### [Stored dataset items]
◆ ◆ ◆ ◆ ◆

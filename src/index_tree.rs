//! Lazily-built implicit segment tree mapping positional index to
//! `(chunk, offset)` and back, over the current lengths of a list of
//! chunks.
//!
//! Tree state is kept as a flat `Vec` indexed arithmetically rather than
//! as boxed nodes, the same way a complete binary tree maps onto an
//! array when every level is fully populated.

/// Dense-array segment tree over chunk lengths. Empty ⇔ stale; any
/// operation that needs positional lookups rebuilds it on demand.
use log::trace;

#[derive(Clone, Debug, Default)]
pub(crate) struct IndexTree {
    nodes: Vec<usize>,
    offset: usize,
}

impl IndexTree {
    pub(crate) fn new() -> IndexTree {
        IndexTree {
            nodes: Vec::new(),
            offset: 0,
        }
    }

    pub(crate) fn is_stale(&self) -> bool {
        self.nodes.is_empty()
    }

    pub(crate) fn invalidate(&mut self) {
        self.nodes.clear();
        self.offset = 0;
    }

    #[cfg(any(test, feature = "check"))]
    pub(crate) fn nodes(&self) -> &[usize] {
        &self.nodes
    }

    #[cfg(any(test, feature = "check"))]
    pub(crate) fn offset(&self) -> usize {
        self.offset
    }

    /// Rebuild from scratch given the current chunk lengths.
    pub(crate) fn build(&mut self, lengths: &[usize]) {
        trace!("rebuilding index tree over {} chunks", lengths.len());
        self.nodes.clear();

        if lengths.len() == 1 {
            self.nodes.extend_from_slice(lengths);
            self.offset = 0;
            return;
        }

        let mut row1 = fold_pairs(lengths);
        if lengths.len() % 2 == 1 {
            row1.push(lengths[lengths.len() - 1]);
        }

        if row1.len() == 1 {
            self.nodes.extend_from_slice(&row1);
            self.nodes.extend_from_slice(lengths);
            self.offset = 1;
            return;
        }

        let size = row1.len().next_power_of_two();
        row1.resize(size, 0);

        let mut rows: Vec<Vec<usize>> = vec![lengths.to_vec(), row1];
        while rows.last().unwrap().len() > 1 {
            let next = fold_pairs(rows.last().unwrap());
            rows.push(next);
        }

        for row in rows.iter().rev() {
            self.nodes.extend_from_slice(row);
        }
        self.offset = size * 2 - 1;
    }

    /// Convert a positional index (already resolved to `[0, n)`) into its
    /// `(chunk, offset-in-chunk)` pair. Assumes the tree is built.
    pub(crate) fn pos(&self, mut idx: usize) -> (usize, usize) {
        let mut p = 0usize;
        let mut child = 1usize;
        let len_index = self.nodes.len();

        while child < len_index {
            let index_child = self.nodes[child];
            if idx < index_child {
                p = child;
            } else {
                idx -= index_child;
                p = child + 1;
            }
            child = (p << 1) + 1;
        }

        (p - self.offset, idx)
    }

    /// Convert a `(chunk, offset-in-chunk)` pair back into a positional
    /// index. Assumes the tree is built.
    pub(crate) fn loc(&self, chunk: usize, offset_in_chunk: usize) -> usize {
        if chunk == 0 {
            return offset_in_chunk;
        }

        let mut total = 0usize;
        let mut p = chunk + self.offset;

        while p > 0 {
            if p % 2 == 0 {
                total += self.nodes[p - 1];
            }
            p = (p - 1) >> 1;
        }

        total + offset_in_chunk
    }

    /// Add `delta` to every ancestor on the path from leaf `chunk` to the
    /// root, in place. No-op if the tree is stale.
    pub(crate) fn bump_path(&mut self, chunk: usize, delta: isize) {
        if self.is_stale() {
            return;
        }

        let mut child = self.offset + chunk;
        loop {
            self.nodes[child] = apply_delta(self.nodes[child], delta);
            if child == 0 {
                break;
            }
            child = (child - 1) >> 1;
        }
    }
}

fn apply_delta(value: usize, delta: isize) -> usize {
    if delta >= 0 {
        value + delta as usize
    } else {
        value - (-delta) as usize
    }
}

/// Sum non-overlapping consecutive pairs, `(row[0]+row[1], row[2]+row[3], ...)`,
/// dropping a trailing unpaired element (the caller re-attaches it).
fn fold_pairs(row: &[usize]) -> Vec<usize> {
    let mut out = Vec::with_capacity(row.len() / 2 + 1);
    let mut it = row.chunks_exact(2);
    for pair in &mut it {
        out.push(pair[0] + pair[1]);
    }
    out
}

#[cfg(test)]
mod tests {
    use super::*;

    #[test]
    fn single_chunk() {
        let mut t = IndexTree::new();
        t.build(&[7]);
        assert_eq!(t.nodes(), &[7]);
        assert_eq!(t.offset(), 0);
        assert_eq!(t.pos(3), (0, 3));
        assert_eq!(t.loc(0, 3), 3);
    }

    #[test]
    fn docstring_example() {
        // chunk lengths 3 2 4 5 -> index 14 5 9 3 2 4 5, offset 3
        let mut t = IndexTree::new();
        t.build(&[3, 2, 4, 5]);
        assert_eq!(t.nodes(), &[14, 5, 9, 3, 2, 4, 5]);
        assert_eq!(t.offset(), 3);

        // index 8 -> (pos 2, idx 3) per the docstring walk-through
        assert_eq!(t.pos(8), (2, 3));
        assert_eq!(t.loc(2, 3), 8);

        for idx in 0..14 {
            let (chunk, off) = t.pos(idx);
            assert_eq!(t.loc(chunk, off), idx, "round trip failed for idx {}", idx);
        }
    }

    #[test]
    fn two_chunks() {
        let mut t = IndexTree::new();
        t.build(&[4, 5]);
        assert_eq!(t.nodes(), &[9, 4, 5]);
        assert_eq!(t.offset(), 1);
        for idx in 0..9 {
            let (chunk, off) = t.pos(idx);
            assert_eq!(t.loc(chunk, off), idx);
        }
    }

    #[test]
    fn three_chunks_odd_carry() {
        let mut t = IndexTree::new();
        t.build(&[2, 3, 4]);
        assert_eq!(t.offset(), 3);
        for idx in 0..9 {
            let (chunk, off) = t.pos(idx);
            assert_eq!(t.loc(chunk, off), idx);
        }
    }

    #[test]
    fn bump_path_matches_rebuild() {
        let mut t = IndexTree::new();
        let mut lengths = vec![3, 2, 4, 5];
        t.build(&lengths);

        lengths[2] += 1;
        t.bump_path(2, 1);

        let mut rebuilt = IndexTree::new();
        rebuilt.build(&lengths);
        assert_eq!(t.nodes(), rebuilt.nodes());
    }

    #[test]
    fn many_chunk_counts_round_trip() {
        for n_chunks in 1..=37 {
            let lengths: Vec<usize> = (0..n_chunks).map(|i| (i % 5) + 1).collect();
            let total: usize = lengths.iter().sum();
            let mut t = IndexTree::new();
            t.build(&lengths);
            assert_eq!(t.nodes()[0], total);
            for idx in 0..total {
                let (chunk, off) = t.pos(idx);
                assert_eq!(t.loc(chunk, off), idx, "n_chunks={}, idx={}", n_chunks, idx);
                assert!(off < lengths[chunk]);
            }
        }
    }
}
// Mutating operations.
impl<V: Clone, K: Ord + Clone, F: Fn(&V) -> K> SortedListByKey<V, K, F> {
    pub fn add(&mut self, val: V) {
        let key = (self.key_fn)(&val);
        if self.lists.is_empty() {
            self.maxes.push(key.clone());
            self.keys.push(vec![key]);
            self.lists.push(vec![val]);
            self.len = 1;
            return;
        }

        let pos = bisect::bisect_right(&self.maxes, &key);
        let pos = if pos == self.maxes.len() {
            let pos = pos - 1;
            self.maxes[pos] = key.clone();
            self.keys[pos].push(key);
            self.lists[pos].push(val);
            pos
        } else {
            let idx = bisect::bisect_right(&self.keys[pos], &key);
            self.keys[pos].insert(idx, key);
            self.lists[pos].insert(idx, val);
            pos
        };

        self.len += 1;
        self.expand(pos);
    }

    /// Bulk-load `iterable`, sorting by key first; need not already be
    /// ordered.
    pub fn update<I: IntoIterator<Item = V>>(&mut self, iterable: I) {
        let mut values: Vec<V> = iterable.into_iter().collect();
        if values.is_empty() {
            return;
        }
        values.sort_by_key(|v| (self.key_fn)(v));

        if !self.maxes.is_empty() {
            if values.len() * 4 >= self.len {
                for chunk_v in self.lists.drain(..) {
                    values.extend(chunk_v);
                }
                self.keys.clear();
                values.sort_by_key(|v| (self.key_fn)(v));
                self.maxes.clear();
                self.index.get_mut().invalidate();
            } else {
                for v in values {
                    self.add(v);
                }
                return;
            }
        }

        let load = self.load;
        for chunk in values.chunks(load) {
            let keys: Vec<K> = chunk.iter().map(|v| (self.key_fn)(v)).collect();
            self.maxes.push(keys.last().unwrap().clone());
            self.keys.push(keys);
            self.lists.push(chunk.to_vec());
        }
        self.len = self.lists.iter().map(Vec::len).sum();
        self.index.get_mut().invalidate();
    }

    /// Append `values` whose keys must already be non-decreasing and must
    /// not violate order with the existing tail.
    pub fn extend<I: IntoIterator<Item = V>>(&mut self, values: I) -> Result<()> {
        let values: Vec<V> = values.into_iter().collect();
        if values.is_empty() {
            return Ok(());
        }
        let new_keys: Vec<K> = values.iter().map(|v| (self.key_fn)(v)).collect();
        for (i, w) in new_keys.windows(2).enumerate() {
            if w[0] > w[1] {
                return Err(Error::order_violation(self.len + i + 1, "given sequence not in key order".to_string()));
            }
        }

        let mut offset = 0usize;
        if !self.maxes.is_empty() {
            if new_keys[0] < *self.keys.last().unwrap().last().unwrap() {
                return Err(Error::order_violation(
                    self.len,
                    "key not in sort order at join with existing tail".into(),
                ));
            }
            let half = self.load / 2;
            if self.lists.last().unwrap().len() < half {
                let take = self.load.min(values.len());
                self.lists.last_mut().unwrap().extend(values[..take].iter().cloned());
                self.keys.last_mut().unwrap().extend(new_keys[..take].iter().cloned());
                *self.maxes.last_mut().unwrap() = self.keys.last().unwrap().last().unwrap().clone();
                offset = take;
            }
        }

        let len_lists_before = self.lists.len();
        let mut idx = offset;
        while idx < values.len() {
            let end = (idx + self.load).min(values.len());
            self.maxes.push(new_keys[end - 1].clone());
            self.keys.push(new_keys[idx..end].to_vec());
            self.lists.push(values[idx..end].to_vec());
            idx = end;
        }

        if len_lists_before == self.lists.len() {
            if !self.index.get_mut().is_stale() {
                let last = self.lists.len() - 1;
                self.index.get_mut().bump_path(last, values.len() as isize);
            }
        } else {
            self.index.get_mut().invalidate();
        }

        self.len += values.len();
        Ok(())
    }

    pub fn append(&mut self, val: V) -> Result<()> {
        let key = (self.key_fn)(&val);
        if self.maxes.is_empty() {
            self.maxes.push(key.clone());
            self.keys.push(vec![key]);
            self.lists.push(vec![val]);
            self.len = 1;
            return Ok(());
        }
        let pos = self.lists.len() - 1;
        if key < *self.keys[pos].last().unwrap() {
            return Err(Error::order_violation(self.len, "key precedes current tail".into()));
        }
        self.maxes[pos] = key.clone();
        self.keys[pos].push(key);
        self.lists[pos].push(val);
        self.len += 1;
        self.expand(pos);
        Ok(())
    }

    /// Insert `val` at position `idx`, keyed order permitting. Out-of-range
    /// indices clamp to the nearest valid bound.
    pub fn insert(&mut self, idx: isize, val: V) -> Result<()> {
        let n = self.len as isize;
        let idx = if idx < 0 { (idx + n).max(0) } else { idx };
        let idx = idx.min(n) as usize;
        let key = (self.key_fn)(&val);

        if self.maxes.is_empty() {
            self.maxes.push(key.clone());
            self.keys.push(vec![key]);
            self.lists.push(vec![val]);
            self.len = 1;
            return Ok(());
        }

        if idx == 0 {
            if key > self.keys[0][0] {
                return Err(Error::order_violation(0, "key exceeds current head".into()));
            }
            self.keys[0].insert(0, key);
            self.lists[0].insert(0, val);
            self.expand(0);
            self.len += 1;
            return Ok(());
        }

        if idx == self.len {
            let pos = self.lists.len() - 1;
            if *self.keys[pos].last().unwrap() > key {
                return Err(Error::order_violation(self.len, "key precedes current tail".into()));
            }
            self.maxes[pos] = key.clone();
            self.keys[pos].push(key);
            self.lists[pos].push(val);
            self.len += 1;
            self.expand(pos);
            return Ok(());
        }

        let (pos, off) = self.pos_of(idx);
        let (pos_before, idx_before) = if off == 0 {
            (pos - 1, self.keys[pos - 1].len() - 1)
        } else {
            (pos, off - 1)
        };

        let before = &self.keys[pos_before][idx_before];
        let after = &self.keys[pos][off];
        if before <= &key && &key <= after {
            self.keys[pos].insert(off, key);
            self.lists[pos].insert(off, val);
            self.expand(pos);
            self.len += 1;
            Ok(())
        } else {
            Err(Error::order_violation(idx, "key out of order at insertion point".into()))
        }
    }

    /// Remove the first value equal to `val` (compared by `eq`, since two
    /// distinct values may share a key); fails with `NotFound` if absent.
    pub fn remove<E: Fn(&V, &V) -> bool>(&mut self, val: &V, eq: E) -> Result<()> {
        if self.discard(val, eq) {
            Ok(())
        } else {
            Err(err_at!(NotFound, "value not in list"))
        }
    }

    /// Remove the first value equal to `val` under `eq`; returns `true` if
    /// removed. Scans forward across chunk boundaries within the matching
    /// key range, since a key group can straddle a split.
    pub fn discard<E: Fn(&V, &V) -> bool>(&mut self, val: &V, eq: E) -> bool {
        let key = (self.key_fn)(val);
        if self.maxes.is_empty() {
            return false;
        }
        let pos = bisect::bisect_left(&self.maxes, &key);
        if pos == self.maxes.len() {
            return false;
        }
        let idx = bisect::bisect_left(&self.keys[pos], &key);
        let mut cursor = Some((pos, idx));
        while let Some((c, i)) = cursor {
            if c >= self.keys.len() || self.keys[c][i] != key {
                break;
            }
            if eq(&self.lists[c][i], val) {
                self.delete_at(c, i);
                return true;
            }
            cursor = self.step((c, i));
        }
        false
    }

    pub fn pop(&mut self, idx: isize) -> Result<V> {
        let ridx = self.resolve_index(idx)?;
        let (pos, off) = self.pos_of(ridx);
        Ok(self.delete_at(pos, off))
    }

    pub fn pop_back(&mut self) -> Result<V> {
        self.pop(-1)
    }

    pub fn clear(&mut self) {
        self.lists.clear();
        self.keys.clear();
        self.maxes.clear();
        self.index.get_mut().invalidate();
        self.len = 0;
    }

    /// Delete the contiguous range `[range.start, range.end)`.
    pub fn delete_range(&mut self, range: std::ops::Range<usize>) -> Result<()> {
        let start = range.start.min(self.len);
        let stop = range.end.min(self.len);
        if start >= stop {
            return Ok(());
        }
        if start == 0 && stop == self.len {
            self.clear();
            return Ok(());
        }
        if self.len <= 8 * (stop - start) {
            let mut values: Vec<V> = self.islice(None, Some(start as isize), false).cloned().collect();
            if stop < self.len {
                values.extend(self.islice(Some(stop as isize), None, false).cloned());
            }
            self.clear();
            self.update(values);
            return Ok(());
        }
        for idx in (start..stop).rev() {
            let (pos, off) = self.pos_of(idx);
            self.delete_at(pos, off);
        }
        Ok(())
    }

    /// Delete an arbitrary set of positional indices (e.g. the result of a
    /// non-unit-stride slice), in one pass, greatest index first.
    pub fn delete_indices<I: IntoIterator<Item = usize>>(&mut self, indices: I) -> Result<()> {
        let mut idxs: Vec<usize> = indices.into_iter().collect();
        idxs.sort_unstable_by(|a, b| b.cmp(a));
        idxs.dedup();
        for idx in idxs {
            if idx >= self.len {
                return Err(Error::out_of_range(idx as isize, self.len));
            }
            let (pos, off) = self.pos_of(idx);
            self.delete_at(pos, off);
        }
        Ok(())
    }

    fn check_key_order_at(&self, idx: usize, key: &K) -> Result<()> {
        let (pos, loc) = self.pos_of(idx);

        if idx > 0 {
            let (pos_prev, idx_prev) = if loc == 0 {
                (pos - 1, self.keys[pos - 1].len() - 1)
            } else {
                (pos, loc - 1)
            };
            if &self.keys[pos_prev][idx_prev] > key {
                return Err(Error::order_violation(idx, "key is less than its predecessor".into()));
            }
        }

        if idx + 1 < self.len {
            let (pos_next, idx_next) = if loc + 1 == self.keys[pos].len() {
                (pos + 1, 0)
            } else {
                (pos, loc + 1)
            };
            if &self.keys[pos_next][idx_next] < key {
                return Err(Error::order_violation(idx, "key is greater than its successor".into()));
            }
        }

        Ok(())
    }

    /// Replace the value at `idx`, rejecting the write if its key would
    /// violate order relative to its neighbours.
    pub fn replace_at(&mut self, idx: isize, value: V) -> Result<()> {
        let ridx = self.resolve_index(idx)?;
        let key = (self.key_fn)(&value);
        self.check_key_order_at(ridx, &key)?;
        let (pos, off) = self.pos_of(ridx);
        self.lists[pos][off] = value;
        self.keys[pos][off] = key.clone();
        if off + 1 == self.keys[pos].len() {
            self.maxes[pos] = key;
        }
        Ok(())
    }

    /// Replace the contiguous range `[range.start, range.end)` with
    /// `values`. Validates that `values`' keys are themselves
    /// non-decreasing and join correctly at both seams before mutating.
    pub fn replace_range(&mut self, range: std::ops::Range<usize>, values: Vec<V>) -> Result<()> {
        let start = range.start.min(self.len);
        let stop = range.end.min(self.len);
        if start > stop {
            return Err(err_at!(InvalidArgument, "range start after end"));
        }
        if start == 0 && stop == self.len {
            self.clear();
            self.update(values);
            return Ok(());
        }

        let new_keys: Vec<K> = values.iter().map(|v| (self.key_fn)(v)).collect();
        for (i, w) in new_keys.windows(2).enumerate() {
            if w[0] > w[1] {
                return Err(Error::order_violation(start + i + 1, "given sequence not in key order".to_string()));
            }
        }
        if start > 0 {
            if let Some(first_key) = new_keys.first() {
                let prev = self.get(start as isize - 1)?;
                if (self.key_fn)(prev) > *first_key {
                    return Err(Error::order_violation(start, "replacement precedes its predecessor".into()));
                }
            }
        }
        if stop != self.len {
            if let Some(last_key) = new_keys.last() {
                let next = self.get(stop as isize)?;
                if (self.key_fn)(next) < *last_key {
                    return Err(Error::order_violation(stop, "replacement exceeds its successor".into()));
                }
            }
        }

        self.delete_range(start..stop)?;
        for (i, v) in values.into_iter().enumerate() {
            self.insert(start as isize + i as isize, v)?;
        }
        Ok(())
    }

    /// Replace values at arbitrary `indices` (e.g. a non-unit-stride
    /// slice). All writes are journaled and rolled back atomically if any
    /// resulting position would violate key order.
    pub fn replace_stride(&mut self, indices: &[usize], values: Vec<V>) -> Result<()> {
        if indices.len() != values.len() {
            return Err(err_at!(
                InvalidArgument,
                "attempt to assign sequence of size {} to extended slice of size {}",
                values.len(),
                indices.len()
            ));
        }

        let mut log: Vec<(usize, V, K, K)> = Vec::with_capacity(indices.len());
        for (&idx, val) in indices.iter().zip(values.into_iter()) {
            let (pos, off) = self.pos_of(idx);
            let old_val = self.lists[pos][off].clone();
            let old_key = self.keys[pos][off].clone();
            let new_key = (self.key_fn)(&val);
            self.lists[pos][off] = val;
            self.keys[pos][off] = new_key.clone();
            if off + 1 == self.keys[pos].len() {
                self.maxes[pos] = new_key.clone();
            }
            log.push((idx, old_val, old_key, new_key));
        }

        for (idx, _, _, newkey) in &log {
            if let Err(e) = self.check_key_order_at(*idx, newkey) {
                for (idx2, oldval2, oldkey2, _) in log {
                    let (pos, off) = self.pos_of(idx2);
                    self.lists[pos][off] = oldval2;
                    self.keys[pos][off] = oldkey2.clone();
                    if off + 1 == self.keys[pos].len() {
                        self.maxes[pos] = oldkey2;
                    }
                }
                return Err(e);
            }
        }
        Ok(())
    }
}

◆ ◆ ◆ ◆ ◆

### [REQUIRED WORK]
Among the entries above, how many lines contain the string "positional"? Write the number alone.

### [COMPLETED TASK]
5